UVa 1533 - Moving Pegs (隐式图搜索 + 状态压缩)

题意

15个格子组成的三角形，一开始给出一个空位置，问能不能最后剩下一个棋子并且正好在这个位置上。

思路

一开始想用回溯，不过这跳来跳去的实在没办法表示。后来看到题目说固定的15个位置，想到每个棋子能走的地方都可以列出来。那就干脆都列出来一一判断呗。

这题是一个隐式图遍历问题。

15个格子，可以状态压缩一下。

先把原始的状态图作为基准，然后就开始跳吧，如果能达到新的状态，入队，直到找到结果或者队伍为空

我知道位运算的优先级很低，没想到比等号还低，漏了一个括号从早上调到现在TAT

代码

#include <cstdio>

#include <stack>

#include <set>

#include <iostream>

#include <string>

#include <vector>

#include <queue>

#include <functional>

#include <cstring>

#include <algorithm>

#include <cctype>

#include <string>

#include <map>

#include <cmath>

#define LL long long

#define SZ(x) (int)x.size()

#define Lowbit(x) ((x) & (-x))

#define MP(a, b) make_pair(a, b)

#define MS(arr, num) memset(arr, num, sizeof(arr))

#define PB push_back

#define F first

#define S second

#define ROP freopen("input.txt", "r", stdin);

#define MID(a, b) (a + ((b - a) >> 1))

#define LC rt << 1, l, mid

#define RC rt << 1|1, mid + 1, r

#define LRT rt << 1

#define RRT rt << 1|1

#define BitCount(x) __builtin_popcount(x)

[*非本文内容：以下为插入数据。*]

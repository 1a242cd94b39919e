//! Artifact entity - one unit of build output
//!
//! A closed variant: code chunks carry code and reference lists, static
//! assets carry a text or binary payload. The `file_name` is the pre-tag
//! candidate name on input and the final name once the engine has run.

use crate::domain::value_objects::{ArtifactKey, ContentHash};

/// Cross-artifact edges of a code chunk, as output file names
#[derive(Debug, Clone, Default, PartialEq, Eq)]
pub struct References {
    pub imports: Vec<String>,
    pub dynamic_imports: Vec<String>,
    pub implicitly_loaded_before: Vec<String>,
}

impl References {
    pub fn is_empty(&self) -> bool {
        self.imports.is_empty()
            && self.dynamic_imports.is_empty()
            && self.implicitly_loaded_before.is_empty()
    }

    /// Every referenced file name, in list order
    pub fn iter(&self) -> impl Iterator<Item = &str> {
        self.imports
            .iter()
            .chain(self.dynamic_imports.iter())
            .chain(self.implicitly_loaded_before.iter())
            .map(String::as_str)
    }
}

/// Payload of a static asset
#[derive(Debug, Clone, PartialEq, Eq)]
pub enum AssetSource {
    Text(String),
    Binary(Vec<u8>),
}

impl AssetSource {
    pub fn as_bytes(&self) -> &[u8] {
        match self {
            AssetSource::Text(text) => text.as_bytes(),
            AssetSource::Binary(bytes) => bytes,
        }
    }
}

/// One build output
#[derive(Debug, Clone, PartialEq, Eq)]
pub enum Artifact {
    Chunk {
        key: ArtifactKey,
        file_name: String,
        code: String,
        references: References,
    },
    Asset {
        key: ArtifactKey,
        file_name: String,
        source: AssetSource,
    },
}

impl Artifact {
    pub fn chunk(key: ArtifactKey, file_name: impl Into<String>, code: impl Into<String>) -> Self {
        Artifact::Chunk {
            key,
            file_name: normalize_file_name(file_name.into()),
            code: code.into(),
            references: References::default(),
        }
    }

    pub fn text_asset(
        key: ArtifactKey,
        file_name: impl Into<String>,
        text: impl Into<String>,
    ) -> Self {
        Artifact::Asset {
            key,
            file_name: normalize_file_name(file_name.into()),
            source: AssetSource::Text(text.into()),
        }
    }

    pub fn binary_asset(key: ArtifactKey, file_name: impl Into<String>, bytes: Vec<u8>) -> Self {
        Artifact::Asset {
            key,
            file_name: normalize_file_name(file_name.into()),
            source: AssetSource::Binary(bytes),
        }
    }

    /// Attach reference lists (no-op for assets)
    pub fn with_references(mut self, refs: References) -> Self {
        if let Artifact::Chunk { references, .. } = &mut self {
            *references = refs;
        }
        self
    }

    pub fn key(&self) -> &ArtifactKey {
        match self {
            Artifact::Chunk { key, .. } | Artifact::Asset { key, .. } => key,
        }
    }

    pub fn file_name(&self) -> &str {
        match self {
            Artifact::Chunk { file_name, .. } | Artifact::Asset { file_name, .. } => file_name,
        }
    }

    pub fn set_file_name(&mut self, name: impl Into<String>) {
        let name = normalize_file_name(name.into());
        match self {
            Artifact::Chunk { file_name, .. } | Artifact::Asset { file_name, .. } => {
                *file_name = name
            }
        }
    }

    pub fn is_chunk(&self) -> bool {
        matches!(self, Artifact::Chunk { .. })
    }

    pub fn references(&self) -> Option<&References> {
        match self {
            Artifact::Chunk { references, .. } => Some(references),
            Artifact::Asset { .. } => None,
        }
    }

    /// Raw payload bytes
    pub fn content(&self) -> &[u8] {
        match self {
            Artifact::Chunk { code, .. } => code.as_bytes(),
            Artifact::Asset { source, .. } => source.as_bytes(),
        }
    }

    /// Text payload, if this artifact carries one
    pub fn text(&self) -> Option<&str> {
        match self {
            Artifact::Chunk { code, .. } => Some(code),
            Artifact::Asset {
                source: AssetSource::Text(text),
                ..
            } => Some(text),
            Artifact::Asset { .. } => None,
        }
    }

    /// Content digest of the current payload
    pub fn digest(&self) -> ContentHash {
        ContentHash::from_bytes(self.content())
    }
}

fn normalize_file_name(name: String) -> String {
    if name.contains('\\') {
        name.replace('\\', "/")
    } else {
        name
    }
}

const double PI = acos(-1.0);

const int INF = 0x3f3f3f3f;

using namespace std;

const int MAXN = 100 + 10;

const int MOD = 1e9 + 7;

const int dir[][6] = { {-1,-1,-1,-1,-1,-1}, {-1,-1,-1,-1,2,3}, {-1,1,-1,3,4,5}, {1,-1,2,-1,5,6},

{-1,2,-1,5,7,8}, {2,3,4,6,8,9}, {3,-1,5,-1,9,10},

{-1,4,-1,8,11,12}, {4,5,7,9,12,13}, {5,6,8,10,13,14}

, {6,-1,9,-1,14,15}, {-1,7,-1,12,-1,-1}, {7,8,11,13,-1,-1}

, {8,9,12,14,-1,-1}, {9,10,13,15,-1,-1}, {10,-1,14,-1,-1,-1} };

typedef pair<int, int> pii;

typedef vector<int>::iterator viti;

typedef vector<pii>::iterator vitii;

struct STATE

{

int state, rem, path[MAXN][2];

int pos;

};

set<int> mp;

int emp;

queue<STATE> Q;

STATE ans;

void Solve()

{

int iniState = 0;

STATE st;

for (int i = 1; i <= 15; i++)

if (i != emp) iniState |= (1 << i);

st.state = iniState; st.rem = 14; st.pos = 0;

Q.push(st);

while (!Q.empty())

{

STATE cur = Q.front(); Q.pop();

const int tmpState = cur.state;

    for (int i = 1; i <= 15; i++)

{

if ((tmpState & (1 << i)) == 0) continue; //如果这个位置是黑色

for (int j = 0; j < 6; j++)

{

STATE newState = cur;

newState.state ^= (1 << i);

if (dir[i][j] != -1 && (tmpState & (1 << dir[i][j])))

{

int t = dir[i][j];      //接下来找这个方向白色的

newState.state -= (1 << t);

while (dir[t][j] != -1 && (tmpState & (1 << dir[t][j])))

    {

newState.state -= (1 << dir[t][j]); newState.rem--;

t = dir[t][j];

}

if (dir[t][j] == -1) continue;

newState.state |= (1 << dir[t][j]); newState.rem--;

newState.path[newState.pos][0] = i; newState.path[newState.pos++][1] = dir[t][j];

if (mp.count(newState.state)) continue;

mp.insert(newState.state);

Q.push(newState);

//if (newState.rem == 1) printf("%d\n", dir[t][j]);

if (newState.rem == 1 && newState.state & (1 << emp)) //如果正好跳到空白点而且只剩一个

    {

ans = newState;

return;

}

}

}

}

}

}

void Init()

{

while (!Q.empty()) Q.pop();

mp.clear();

ans.pos = INF;

}

int main()

{

//ROP;

int T, i, j;

scanf("%d", &T);

while (T--)

{

Init();

scanf("%d", &emp);

if (emp < 1 || emp > 15) puts("IMPOSSIBLE");

Solve();

if (ans.pos == INF) puts("IMPOSSIBLE");

else

{

printf("%d\n", ans.pos);

for (i = 0; i < ans.pos; i++)

{

if (i) printf(" %d %d", ans.path[i][0], ans.path[i][1]);

        else printf("%d %d", ans.path[i][0], ans.path[i][1]);

}

}

puts("");

}

return 0;

}